• [Task brief]: Please copy exactly the lines that run from the start of the entries to the line containing "Account role. Unknown", inclusive.

• [Provided data]:
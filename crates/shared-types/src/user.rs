use chrono::{DateTime, Utc};
use serde::{Deserialize, Serialize};
use uuid::Uuid;

#[cfg(feature = "validation")]
use validator::Validate;

// ── Roles & permissions ─────────────────────────────────────────────

/// Account role. Unknown values fall back to `User`.
#[derive(Debug, Clone, Copy, Default, PartialEq, Eq, Serialize, Deserialize)]
#[cfg_attr(feature = "openapi", derive(utoipa::ToSchema))]
#[serde(rename_all = "lowercase")]
pub enum UserRole {
    Admin,
    Judge,
    Clerk,
    Lawyer,
    #[default]
    User,
}

pub const USER_ROLES: &[&str] = &["admin", "judge", "clerk", "lawyer", "user"];

impl UserRole {
    pub fn from_str_or_default(s: &str) -> Self {
        match s.to_lowercase().as_str() {
            "admin" => UserRole::Admin,
            "judge" => UserRole::Judge,
            "clerk" => UserRole::Clerk,
            "lawyer" => UserRole::Lawyer,
            _ => UserRole::User,
        }
    }

    pub fn as_str(&self) -> &'static str {
        match self {
            UserRole::Admin => "admin",
            UserRole::Judge => "judge",
            UserRole::Clerk => "clerk",
            UserRole::Lawyer => "lawyer",
            UserRole::User => "user",
        }
    }

    /// Permissions granted by the role alone.
    pub fn permissions(&self) -> &'static [Permission] {
        use Permission::*;
        match self {
            UserRole::Admin => Permission::ALL,
            UserRole::Judge => &[
                CreateCase,
                EditCase,
                ViewCase,
                CreateJudgment,
                EditJudgment,
                ViewJudgment,
                ViewAnalytics,
                ExportData,
            ],
            UserRole::Clerk => &[CreateCase, EditCase, ViewCase, ViewJudgment, ExportData],
            UserRole::Lawyer | UserRole::User => &[ViewCase, ViewJudgment],
        }
    }
}

/// Fine-grained capability checked by protected routes.
#[derive(Debug, Clone, Copy, PartialEq, Eq, Hash, Serialize, Deserialize)]
#[cfg_attr(feature = "openapi", derive(utoipa::ToSchema))]
#[serde(rename_all = "snake_case")]
pub enum Permission {
    CreateCase,
    EditCase,
    DeleteCase,
    ViewCase,
    CreateJudgment,
    EditJudgment,
    DeleteJudgment,
    ViewJudgment,
    ManageUsers,
    ViewAnalytics,
    ManageCourts,
    ExportData,
}

impl Permission {
    pub const ALL: &'static [Permission] = &[
        Permission::CreateCase,
        Permission::EditCase,
        Permission::DeleteCase,
        Permission::ViewCase,
        Permission::CreateJudgment,
        Permission::EditJudgment,
        Permission::DeleteJudgment,
        Permission::ViewJudgment,
        Permission::ManageUsers,
        Permission::ViewAnalytics,
        Permission::ManageCourts,
        Permission::ExportData,
    ];

    pub fn as_str(&self) -> &'static str {
        match self {
            Permission::CreateCase => "create_case",
            Permission::EditCase => "edit_case",
            Permission::DeleteCase => "delete_case",
            Permission::ViewCase => "view_case",
            Permission::CreateJudgment => "create_judgment",
            Permission::EditJudgment => "edit_judgment",
            Permission::DeleteJudgment => "delete_judgment",
            Permission::ViewJudgment => "view_judgment",
            Permission::ManageUsers => "manage_users",
            Permission::ViewAnalytics => "view_analytics",
            Permission::ManageCourts => "manage_courts",
            Permission::ExportData => "export_data",
        }
    }

    pub fn parse(s: &str) -> Option<Self> {
        Self::ALL.iter().copied().find(|p| p.as_str() == s)
    }
}

/// Role permissions plus any extra grants, deduplicated, role grants first.
pub fn effective_permissions(role: UserRole, extra: &[String]) -> Vec<Permission> {
    let mut perms: Vec<Permission> = role.permissions().to_vec();
    for name in extra {
        if let Some(p) = Permission::parse(name) {
            if !perms.contains(&p) {
                perms.push(p);
            }
        }
    }
    perms
}

// ── Embedded profile data ───────────────────────────────────────────

#[derive(Debug, Clone, Default, PartialEq, Serialize, Deserialize)]
#[cfg_attr(feature = "openapi", derive(utoipa::ToSchema))]
pub struct UserProfile {
    #[serde(default, skip_serializing_if = "Option::is_none")]
    pub avatar: Option<String>,
    #[serde(default, skip_serializing_if = "Option::is_none")]
    pub phone: Option<String>,
    #[serde(default, skip_serializing_if = "Option::is_none")]
    pub address: Option<String>,
    #[serde(default, skip_serializing_if = "Option::is_none")]
    pub department: Option<String>,
    #[serde(default, skip_serializing_if = "Option::is_none")]
    pub position: Option<String>,
    #[serde(default, skip_serializing_if = "Option::is_none")]
    pub license_number: Option<String>,
    #[serde(default)]
    pub specialization: Vec<String>,
}

pub const LANGUAGES: &[&str] = &["ar", "en"];
pub const DATE_FORMATS: &[&str] = &["hijri", "gregorian"];
pub const THEMES: &[&str] = &["light", "dark", "auto"];

#[derive(Debug, Clone, PartialEq, Serialize, Deserialize)]
#[cfg_attr(feature = "openapi", derive(utoipa::ToSchema))]
pub struct UserPreferences {
    #[serde(default = "default_language")]
    pub language: String,
    #[serde(default = "default_date_format")]
    pub date_format: String,
    #[serde(default = "default_true")]
    pub notify_email: bool,
    #[serde(default = "default_true")]
    pub notify_in_app: bool,
    #[serde(default = "default_theme")]
    pub theme: String,
}

impl Default for UserPreferences {
    fn default() -> Self {
        Self {
            language: default_language(),
            date_format: default_date_format(),
            notify_email: true,
            notify_in_app: true,
            theme: default_theme(),
        }
    }
}

fn default_language() -> String {
    "ar".to_string()
}

fn default_date_format() -> String {
    "hijri".to_string()
}

fn default_theme() -> String {
    "light".to_string()
}

fn default_true() -> bool {
    true
}

// ── DB row struct ───────────────────────────────────────────────────

/// A user account row, including credential and lockout columns.
#[derive(Debug, Clone, Serialize, Deserialize)]
#[cfg_attr(feature = "server", derive(sqlx::FromRow))]
pub struct User {
    pub id: Uuid,
    pub name: String,
    pub email: String,
    #[serde(skip_serializing)]
    pub password_hash: String,
    pub role: String,
    pub permissions: Vec<String>,
    pub court_id: Option<Uuid>,
    #[cfg_attr(feature = "server", sqlx(json))]
    pub profile: UserProfile,
    #[cfg_attr(feature = "server", sqlx(json))]
    pub preferences: UserPreferences,
    pub last_login: Option<DateTime<Utc>>,
    pub login_attempts: i32,
    pub lock_until: Option<DateTime<Utc>>,
    pub is_active: bool,
    pub email_verified: bool,
    pub created_at: DateTime<Utc>,
    pub updated_at: DateTime<Utc>,
}

impl User {
    pub fn role(&self) -> UserRole {
        UserRole::from_str_or_default(&self.role)
    }

    pub fn is_locked(&self, now: DateTime<Utc>) -> bool {
        self.lock_until.map(|until| until > now).unwrap_or(false)
    }

    pub fn effective_permissions(&self) -> Vec<Permission> {
        effective_permissions(self.role(), &self.permissions)
    }
}

// ── API response types ──────────────────────────────────────────────

/// Public view of a user. Never carries credential columns.
#[derive(Debug, Clone, PartialEq, Serialize, Deserialize)]
#[cfg_attr(feature = "openapi", derive(utoipa::ToSchema))]
pub struct UserResponse {
    pub id: String,
    pub name: String,
    pub email: String,
    pub role: String,
    pub permissions: Vec<String>,
    #[serde(skip_serializing_if = "Option::is_none")]
    pub court_id: Option<String>,
    pub profile: UserProfile,
    pub preferences: UserPreferences,
    #[serde(skip_serializing_if = "Option::is_none")]
    pub last_login: Option<String>,
    pub is_active: bool,
    pub email_verified: bool,
    pub created_at: String,
    pub updated_at: String,
}

impl From<User> for UserResponse {
    fn from(u: User) -> Self {
        Self {
            id: u.id.to_string(),
            name: u.name,
            email: u.email,
            role: u.role,
            permissions: u.permissions,
            court_id: u.court_id.map(|c| c.to_string()),
            profile: u.profile,
            preferences: u.preferences,
            last_login: u.last_login.map(|d| d.to_rfc3339()),
            is_active: u.is_active,
            email_verified: u.email_verified,
            created_at: u.created_at.to_rfc3339(),
            updated_at: u.updated_at.to_rfc3339(),
        }
    }
}

/// Returned by register and login.
#[derive(Debug, Clone, Serialize, Deserialize)]
#[cfg_attr(feature = "openapi", derive(utoipa::ToSchema))]
pub struct AuthResponse {
    pub token: String,
    pub user: UserResponse,
    pub permissions: Vec<Permission>,
}

/// Returned by `GET /api/auth/me`.
#[derive(Debug, Clone, Serialize, Deserialize)]
#[cfg_attr(feature = "openapi", derive(utoipa::ToSchema))]
pub struct MeResponse {
    pub user: UserResponse,
    pub permissions: Vec<Permission>,
}

// ── Request types ───────────────────────────────────────────────────

#[derive(Debug, Clone, Serialize, Deserialize)]
#[cfg_attr(feature = "openapi", derive(utoipa::ToSchema))]
#[cfg_attr(feature = "validation", derive(Validate))]
pub struct RegisterRequest {
    #[cfg_attr(
        feature = "validation",
        validate(length(min = 1, max = 100, message = "الاسم مطلوب ولا يتجاوز 100 حرف"))
    )]
    pub name: String,
    #[cfg_attr(
        feature = "validation",
        validate(email(message = "البريد الإلكتروني غير صالح"))
    )]
    pub email: String,
    #[cfg_attr(
        feature = "validation",
        validate(length(min = 6, message = "كلمة المرور يجب أن تكون 6 أحرف على الأقل"))
    )]
    pub password: String,
    #[serde(default)]
    pub role: Option<String>,
    #[serde(default)]
    pub court_id: Option<Uuid>,
}

#[derive(Debug, Clone, Serialize, Deserialize)]
#[cfg_attr(feature = "openapi", derive(utoipa::ToSchema))]
pub struct LoginRequest {
    pub email: String,
    pub password: String,
}

#[derive(Debug, Clone, Default, Serialize, Deserialize)]
#[cfg_attr(feature = "openapi", derive(utoipa::ToSchema))]
#[cfg_attr(feature = "validation", derive(Validate))]
pub struct UpdateProfileRequest {
    #[cfg_attr(
        feature = "validation",
        validate(length(min = 1, max = 100, message = "الاسم مطلوب ولا يتجاوز 100 حرف"))
    )]
    #[serde(default, skip_serializing_if = "Option::is_none")]
    pub name: Option<String>,
    #[serde(default, skip_serializing_if = "Option::is_none")]
    pub profile: Option<UserProfile>,
    #[serde(default, skip_serializing_if = "Option::is_none")]
    pub preferences: Option<UserPreferences>,
}

#[derive(Debug, Clone, Serialize, Deserialize)]
#[cfg_attr(feature = "openapi", derive(utoipa::ToSchema))]
#[cfg_attr(feature = "validation", derive(Validate))]
pub struct ChangePasswordRequest {
    pub current_password: String,
    #[cfg_attr(
        feature = "validation",
        validate(length(min = 6, message = "كلمة المرور يجب أن تكون 6 أحرف على الأقل"))
    )]
    pub new_password: String,
}

/// Admin-only account changes.
#[derive(Debug, Clone, Default, Serialize, Deserialize)]
#[cfg_attr(feature = "openapi", derive(utoipa::ToSchema))]
pub struct AdminUpdateUserRequest {
    #[serde(default, skip_serializing_if = "Option::is_none")]
    pub role: Option<String>,
    #[serde(default, skip_serializing_if = "Option::is_none")]
    pub permissions: Option<Vec<String>>,
    #[serde(default, skip_serializing_if = "Option::is_none")]
    pub court_id: Option<Uuid>,
    #[serde(default, skip_serializing_if = "Option::is_none")]
    pub is_active: Option<bool>,
}

/// Query parameters for the user list.
#[derive(Debug, Clone, Default, Deserialize)]
#[cfg_attr(feature = "openapi", derive(utoipa::IntoParams))]
pub struct UserListParams {
    pub page: Option<i64>,
    pub limit: Option<i64>,
    pub role: Option<String>,
    pub search: Option<String>,
}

• [Response]:
filename crates/shared-types/src/user.rs
use chrono::{DateTime, Utc};
use serde::{Deserialize, Serialize};
use uuid::Uuid;

#[cfg(feature = "validation")]
use validator::Validate;

// ── Roles & permissions ─────────────────────────────────────────────

/// Account role. Unknown values fall back to `User`.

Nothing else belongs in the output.